The code you have only maps letters to a position. We'll rewrite it and make a rotate
function.
Code
import string
import itertools as it
LOOKUP = {
**{x:i for i, x in enumerate(string.ascii_lowercase)},
**{x:i for i, x in enumerate(string.ascii_uppercase)}
}
def abc_position(letter):
"""Return the alpha position of a letter."""
return LOOKUP[letter]
def rotate(letter, shift=13):
"""Return a letter shifted some positions to the right; recycle at the end."""
iterable = it.cycle(string.ascii_lowercase)
start = it.dropwhile(lambda x: x != letter.casefold(), iterable)
# Advance the iterator
for i, x in zip(range(shift+1), start):
res = x
if letter.isupper():
return res.upper()
return res
Tests
func = abc_position
assert func("a") == 0
assert func("A") == 0
assert func("c") == 2
assert func("z") == 25
func = rotate
assert func("h") == "u"
assert func("a", 0) == "a"
assert func("A", 0) == "A"
assert func("a", 2) == "c"
assert func("c", 3) == "f"
assert func("A", 2) == "C"
assert func("a", 26) == "a"
# Restart after "z"
assert func("z", 1) == "a"
assert func("Z", 1) == "A"
Demo
>>> letter = input("Enter a letter: ")
Enter a letter: h
>>> rot = rotate(letter, 13)
>>> rot
'u'
>>> abc_position(rot)
20
Here we rotated the letter "h"
13 positions, got a letter and then determined the position of this resultant letter in the normal string of abc's.
Details
abc_position()
This function was rewritten to lookup the position of a letter.

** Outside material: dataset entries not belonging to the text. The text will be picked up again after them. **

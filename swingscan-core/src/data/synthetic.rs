//! Synthetic data source — deterministic random-walk bars for offline runs.
//!
//! Sub-seeds are derived per (symbol, timeframe) by BLAKE3 hashing, so the
//! same master seed produces the same bars for a pair regardless of scan
//! order or thread count. Useful for demos and for exercising the screener
//! without touching an exchange.

use super::provider::{InstrumentCatalog, MarketDataError, MarketDataSource};
use crate::domain::{Bar, Timeframe};
use chrono::{TimeZone, Utc};
use rand::rngs::StdRng;
use rand::{Rng, SeedableRng};

/// Fixed universe served by the synthetic catalog.
const SYMBOLS: [&str; 8] = [
    "ADAUSDT", "BTCUSDT", "DOGEUSDT", "ETHUSDT", "LINKUSDT", "SOLUSDT", "XRPUSDT", "ZECUSDT",
];

/// Deterministic seeded random-walk source.
#[derive(Debug, Clone)]
pub struct SyntheticSource {
    master_seed: u64,
}

impl SyntheticSource {
    pub fn new(master_seed: u64) -> Self {
        Self { master_seed }
    }

    /// Derive a sub-seed for a (symbol, timeframe) pair.
    ///
    /// Hash-based, so derivation order doesn't matter: fetching BTCUSDT/1h
    /// then ETHUSDT/4h gives the same bars as the reverse order.
    fn sub_seed(&self, symbol: &str, timeframe: Timeframe) -> u64 {
        let mut hasher = blake3::Hasher::new();
        hasher.update(&self.master_seed.to_le_bytes());
        hasher.update(symbol.as_bytes());
        hasher.update(timeframe.code().as_bytes());
        let hash = hasher.finalize();
        u64::from_le_bytes(hash.as_bytes()[..8].try_into().unwrap())
    }
}

impl MarketDataSource for SyntheticSource {
    fn name(&self) -> &str {
        "synthetic"
    }

    fn fetch_bars(
        &self,
        symbol: &str,
        timeframe: Timeframe,
        limit: usize,
    ) -> Result<Vec<Bar>, MarketDataError> {
        let mut rng = StdRng::seed_from_u64(self.sub_seed(symbol, timeframe));
        let base = Utc.with_ymd_and_hms(2024, 1, 1, 0, 0, 0).unwrap();
        let step = timeframe.duration();

        let mut close = rng.gen_range(5.0..500.0_f64);
        let mut bars = Vec::with_capacity(limit);

        for i in 0..limit {
            let open = close;
            // Random walk with mild drift and per-bar noise
            let ret = rng.gen_range(-0.03..0.032_f64);
            close = (open * (1.0 + ret)).max(0.01);

            let body_high = open.max(close);
            let body_low = open.min(close);
            let high = body_high * (1.0 + rng.gen_range(0.0..0.01));
            let low = (body_low * (1.0 - rng.gen_range(0.0..0.01))).max(0.005);

            bars.push(Bar {
                timestamp: base + step * i as i32,
                open,
                high,
                low,
                close,
                volume: rng.gen_range(100.0..100_000.0),
            });
        }

        Ok(bars)
    }
}

impl InstrumentCatalog for SyntheticSource {
    fn list_symbols(&self) -> Result<Vec<String>, MarketDataError> {
        Ok(SYMBOLS.iter().map(|s| s.to_string()).collect())
    }
}
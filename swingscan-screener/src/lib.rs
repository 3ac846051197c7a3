//! SwingScan Screener — scan orchestration on top of `swingscan-core`.
//!
//! This crate provides:
//! - Serializable scan configuration with TOML loading
//! - The (timeframe, symbol) scan loop with soft-skip policy and pacing
//! - An optional parallel fetch mode over a bounded worker pool
//! - Grouped report rendering plus CSV/JSON export

pub mod config;
pub mod report;
pub mod screener;

pub use config::{ConfigError, ScanConfig};
pub use report::{export_csv, export_json, group_rows, render_report, CATEGORY_ORDER};
pub use screener::{
    run_scan, ScanError, ScanOutcome, ScanProgress, ScanRow, ScanSkip, SilentProgress,
    SkipReason, StdoutProgress,
};
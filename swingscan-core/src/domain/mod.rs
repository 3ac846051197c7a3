//! Domain types: bars, timeframes, pivots, labels, verdicts.

pub mod bar;
pub mod pivot;
pub mod timeframe;
pub mod verdict;

pub use bar::{validate_bars, Bar, ValidationError};
pub use pivot::{LabeledPivot, Pivot, PivotKind, StructureFlags, StructureLabel, SwingFlags};
pub use timeframe::Timeframe;
pub use verdict::{TrendBase, TrendVerdict};
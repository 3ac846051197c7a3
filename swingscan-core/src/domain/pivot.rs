//! Swing pivots and structural labels.

use chrono::{DateTime, Utc};
use serde::{Deserialize, Serialize};
use std::fmt;

/// Per-bar swing annotation produced by the detector.
///
/// A bar may be neither, either, or (rarely, with degenerate data) both.
#[derive(Debug, Clone, Copy, Default, PartialEq, Eq, Serialize, Deserialize)]
pub struct SwingFlags {
    pub swing_high: bool,
    pub swing_low: bool,
}

impl SwingFlags {
    pub fn is_pivot(&self) -> bool {
        self.swing_high || self.swing_low
    }
}

/// Which extreme a pivot marks.
#[derive(Debug, Clone, Copy, PartialEq, Eq, Serialize, Deserialize)]
pub enum PivotKind {
    High,
    Low,
}

/// A pivot bar: the bar's high for a swing high, its low for a swing low.
#[derive(Debug, Clone, Copy, PartialEq, Serialize, Deserialize)]
pub struct Pivot {
    pub timestamp: DateTime<Utc>,
    pub price: f64,
    pub kind: PivotKind,
}

/// Structural label relative to the prior pivot of the same kind.
///
/// HH/LH apply to High pivots, HL/LL to Low pivots. The first pivot of a
/// kind has no reference and takes the bullish label (HH or HL).
#[derive(Debug, Clone, Copy, PartialEq, Eq, Serialize, Deserialize)]
pub enum StructureLabel {
    /// Higher high.
    HH,
    /// Lower high.
    LH,
    /// Higher low.
    HL,
    /// Lower low.
    LL,
}

impl fmt::Display for StructureLabel {
    fn fmt(&self, f: &mut fmt::Formatter<'_>) -> fmt::Result {
        let s = match self {
            StructureLabel::HH => "HH",
            StructureLabel::LH => "LH",
            StructureLabel::HL => "HL",
            StructureLabel::LL => "LL",
        };
        f.write_str(s)
    }
}

/// A pivot with its assigned structural label.
#[derive(Debug, Clone, Copy, PartialEq, Serialize, Deserialize)]
pub struct LabeledPivot {
    pub pivot: Pivot,
    pub label: StructureLabel,
}

/// Sticky break/change accumulators for one classification run.
///
/// Both flags only ever transition false → true within a run; combining with
/// [`StructureFlags::union`] keeps that monotonicity structural instead of
/// relying on loop discipline. A fresh value is used per run.
#[derive(Debug, Clone, Copy, Default, PartialEq, Eq, Serialize, Deserialize)]
pub struct StructureFlags {
    /// A new extreme confirmed the prevailing direction (HH after a prior
    /// high, or LL after a prior low).
    pub break_of_structure: bool,
    /// A pivot broke the prevailing direction's pattern (LH after a prior
    /// high, or HL after a prior low).
    pub change_of_character: bool,
}

impl StructureFlags {
    /// Monotonic-OR combine: the result is at least as set as either input.
    pub fn union(self, other: StructureFlags) -> StructureFlags {
        StructureFlags {
            break_of_structure: self.break_of_structure || other.break_of_structure,
            change_of_character: self.change_of_character || other.change_of_character,
        }
    }

    /// True if `self` has every flag that `earlier` has.
    pub fn contains(&self, earlier: &StructureFlags) -> bool {
        (!earlier.break_of_structure || self.break_of_structure)
            && (!earlier.change_of_character || self.change_of_character)
    }
}

#[cfg(test)]
mod tests {
    use super::*;

    #[test]
    fn union_never_clears() {
        let set = StructureFlags {
            break_of_structure: true,
            change_of_character: false,
        };
        let combined = set.union(StructureFlags::default());
        assert!(combined.break_of_structure);
        assert!(combined.contains(&set));
    }

    #[test]
    fn union_merges_both_sides() {
        let bos = StructureFlags {
            break_of_structure: true,
            change_of_character: false,
        };
        let choch = StructureFlags {
            break_of_structure: false,
            change_of_character: true,
        };
        let both = bos.union(choch);
        assert!(both.break_of_structure && both.change_of_character);
    }

    #[test]
    fn label_display() {
        assert_eq!(StructureLabel::HH.to_string(), "HH");
        assert_eq!(StructureLabel::LL.to_string(), "LL");
    }
}
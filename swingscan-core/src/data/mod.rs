//! Data sources: provider traits, Bitget client, synthetic fallback.

pub mod bitget;
pub mod circuit_breaker;
pub mod provider;
pub mod synthetic;

pub use bitget::BitgetPerp;
pub use circuit_breaker::CircuitBreaker;
pub use provider::{InstrumentCatalog, MarketDataError, MarketDataSource};
pub use synthetic::SyntheticSource;
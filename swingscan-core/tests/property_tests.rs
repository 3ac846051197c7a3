//! Property tests for pipeline invariants.
//!
//! Uses proptest to verify:
//! 1. Detector output length and boundary exclusion
//! 2. Insufficient context ⇒ no swings at all
//! 3. First pivot of a kind always labels HH/HL
//! 4. Sticky flags are monotonic over every prefix
//! 5. Fewer than 3 labels ⇒ No Trend regardless of accumulator state
//! 6. The pipeline is a pure function of its input

use chrono::{TimeZone, Utc};
use proptest::prelude::*;
use swingscan_core::domain::{
    Bar, PivotKind, StructureFlags, StructureLabel, TrendBase, TrendVerdict,
};
use swingscan_core::structure::{
    classify, classify_bars, detect_swing_points, extract_pivots, label_pivots, structure_flags,
    ClassifyMode, SwingConfig,
};

// ── Strategies ───────────────────────────────────────────────────────

/// (high, low) pairs with high strictly above low.
fn arb_price_pairs(max_len: usize) -> impl Strategy<Value = Vec<(f64, f64)>> {
    prop::collection::vec(
        (10.0..1000.0_f64, 0.1..5.0_f64).prop_map(|(high, spread)| (high, high - spread)),
        0..max_len,
    )
}

fn arb_offsets() -> impl Strategy<Value = SwingConfig> {
    (1usize..5, 1usize..5).prop_map(|(left_offset, right_offset)| SwingConfig {
        left_offset,
        right_offset,
    })
}

fn arb_label() -> impl Strategy<Value = StructureLabel> {
    prop_oneof![
        Just(StructureLabel::HH),
        Just(StructureLabel::LH),
        Just(StructureLabel::HL),
        Just(StructureLabel::LL),
    ]
}

fn make_bars(data: &[(f64, f64)]) -> Vec<Bar> {
    let base = Utc.with_ymd_and_hms(2024, 1, 2, 0, 0, 0).unwrap();
    data.iter()
        .enumerate()
        .map(|(i, &(high, low))| Bar {
            timestamp: base + chrono::Duration::hours(i as i64),
            open: (high + low) / 2.0,
            high,
            low,
            close: (high + low) / 2.0,
            volume: 1_000.0,
        })
        .collect()
}

// ── 1 & 2: Detector shape and boundaries ─────────────────────────────

proptest! {
    /// Output length always equals input length, and bars without a full
    /// offset on either side never carry a flag.
    #[test]
    fn detector_length_and_boundaries(
        pairs in arb_price_pairs(60),
        config in arb_offsets(),
    ) {
        let bars = make_bars(&pairs);
        let flags = detect_swing_points(&bars, config);
        prop_assert_eq!(flags.len(), bars.len());

        for (i, flag) in flags.iter().enumerate() {
            if i < config.left_offset || i + config.right_offset >= bars.len() {
                prop_assert!(!flag.is_pivot(), "boundary bar {} flagged", i);
            }
        }
    }

    /// A sequence shorter than left + right + 1 has no evaluable bar at all.
    #[test]
    fn short_sequences_have_no_swings(
        pairs in arb_price_pairs(9),
        config in arb_offsets(),
    ) {
        prop_assume!(pairs.len() < config.left_offset + config.right_offset + 1);
        let flags = detect_swing_points(&make_bars(&pairs), config);
        prop_assert!(flags.iter().all(|f| !f.is_pivot()));
    }
}

// ── 3: First-of-kind labels ──────────────────────────────────────────

proptest! {
    #[test]
    fn first_pivot_of_each_kind_labels_bullish(pairs in arb_price_pairs(60)) {
        let bars = make_bars(&pairs);
        let flags = detect_swing_points(&bars, SwingConfig::default());
        let labeled = label_pivots(&extract_pivots(&bars, &flags));

        if let Some(first_high) = labeled.iter().find(|lp| lp.pivot.kind == PivotKind::High) {
            prop_assert_eq!(first_high.label, StructureLabel::HH);
        }
        if let Some(first_low) = labeled.iter().find(|lp| lp.pivot.kind == PivotKind::Low) {
            prop_assert_eq!(first_low.label, StructureLabel::HL);
        }
    }
}

// ── 4: Flag monotonicity ─────────────────────────────────────────────

proptest! {
    /// Flags over a longer prefix always contain the flags of a shorter one.
    #[test]
    fn sticky_flags_never_reset(pairs in arb_price_pairs(60)) {
        let bars = make_bars(&pairs);
        let flags = detect_swing_points(&bars, SwingConfig::default());
        let labeled = label_pivots(&extract_pivots(&bars, &flags));

        let mut prev = StructureFlags::default();
        for end in 0..=labeled.len() {
            let current = structure_flags(&labeled[..end]);
            prop_assert!(current.contains(&prev), "flags reset at prefix {}", end);
            prev = current;
        }
    }
}

// ── 5: Short label sequences ─────────────────────────────────────────

proptest! {
    /// Below three labels the verdict is No Trend no matter what the
    /// accumulators say.
    #[test]
    fn under_three_labels_is_always_no_trend(
        labels in prop::collection::vec(arb_label(), 0..3),
        break_of_structure in any::<bool>(),
        change_of_character in any::<bool>(),
    ) {
        let flags = StructureFlags { break_of_structure, change_of_character };
        for mode in [ClassifyMode::Plain, ClassifyMode::Extended] {
            let verdict = classify(&labels, flags, mode);
            prop_assert_eq!(verdict, TrendVerdict::plain(TrendBase::NoTrend));
        }
    }
}

// ── 6: Purity ────────────────────────────────────────────────────────

proptest! {
    /// Re-running the full pipeline on identical bars yields an identical
    /// verdict — no hidden state between calls.
    #[test]
    fn pipeline_is_pure(pairs in arb_price_pairs(80)) {
        let bars = make_bars(&pairs);
        let first = classify_bars(&bars, SwingConfig::default(), ClassifyMode::Extended);
        let second = classify_bars(&bars, SwingConfig::default(), ClassifyMode::Extended);
        prop_assert_eq!(first, second);
    }
}
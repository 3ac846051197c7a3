//! Price-structure pipeline: swing detection → labeling → classification.
//!
//! All stages are pure functions over an immutable bar slice with a per-call
//! accumulator — no shared state, safe to run concurrently for different
//! (symbol, timeframe) pairs.

pub mod classifier;
pub mod labeler;
pub mod swing;

pub use classifier::{classify, ClassifyMode};
pub use labeler::{extract_pivots, label_pivots, structure_flags};
pub use swing::{detect_swing_points, SwingConfig};

use crate::domain::{Bar, LabeledPivot, StructureFlags, StructureLabel, TrendVerdict};

/// Full output of one classification run, for callers that want the pivot
/// tail and flags alongside the verdict (the CLI `classify` view).
#[derive(Debug, Clone)]
pub struct StructureAnalysis {
    pub pivots: Vec<LabeledPivot>,
    pub flags: StructureFlags,
    pub verdict: TrendVerdict,
}

/// Run the whole pipeline over a bar sequence.
pub fn analyze(bars: &[Bar], swing: SwingConfig, mode: ClassifyMode) -> StructureAnalysis {
    let flags = detect_swing_points(bars, swing);
    let pivots = extract_pivots(bars, &flags);
    let labeled = label_pivots(&pivots);
    let sticky = structure_flags(&labeled);
    let labels: Vec<StructureLabel> = labeled.iter().map(|lp| lp.label).collect();
    let verdict = classify(&labels, sticky, mode);

    StructureAnalysis {
        pivots: labeled,
        flags: sticky,
        verdict,
    }
}

/// Pipeline shorthand when only the verdict is needed.
pub fn classify_bars(bars: &[Bar], swing: SwingConfig, mode: ClassifyMode) -> TrendVerdict {
    analyze(bars, swing, mode).verdict
}

/// Build bars from (high, low) pairs, one hour apart.
#[cfg(test)]
pub(crate) fn make_bars(data: &[(f64, f64)]) -> Vec<Bar> {
    use chrono::{TimeZone, Utc};
    let base = Utc.with_ymd_and_hms(2024, 1, 2, 0, 0, 0).unwrap();
    data.iter()
        .enumerate()
        .map(|(i, &(high, low))| Bar {
            timestamp: base + chrono::Duration::hours(i as i64),
            open: (high + low) / 2.0,
            high,
            low,
            close: (high + low) / 2.0,
            volume: 1_000.0,
        })
        .collect()
}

It merges two dictionaries:
- one that enumerates a lowercase ascii letters
- one that enumerates a uppercase ascii letters
The string
module has this letters already.
rotate()
This function only rotates lowercase letters; uppercase letters are translated from the lowercase position. The string of letters is rotated by making an infinite cycle
(an iterator) of lowercase letters.
- The cycle is first advanced to
start
at the desired letter. This is done by dropping all letters that don't look like the one passed in.
- Then it is advanced in a loop some number of times equal to
shift
. The loop is just one way to consume or move the iterator ahead. We only care about the last letter, not the ones in between. This letter is returned, either lower or uppercase.
Since a letter is returned (not a position), you can now use your abc_position()
function to find it's normal position.
Alternatives
Other rotation functions can substitute rotate()
:
import codecs
def rot13(letter):
return codecs.encode(letter, "rot13")
def rot13(letter):
table = str.maketrans(
"ABCDEFGHIJKLMabcdefghijklmNOPQRSTUVWXYZnopqrstuvwxyz",
"NOPQRSTUVWXYZnopqrstuvwxyzABCDEFGHIJKLMabcdefghijklm")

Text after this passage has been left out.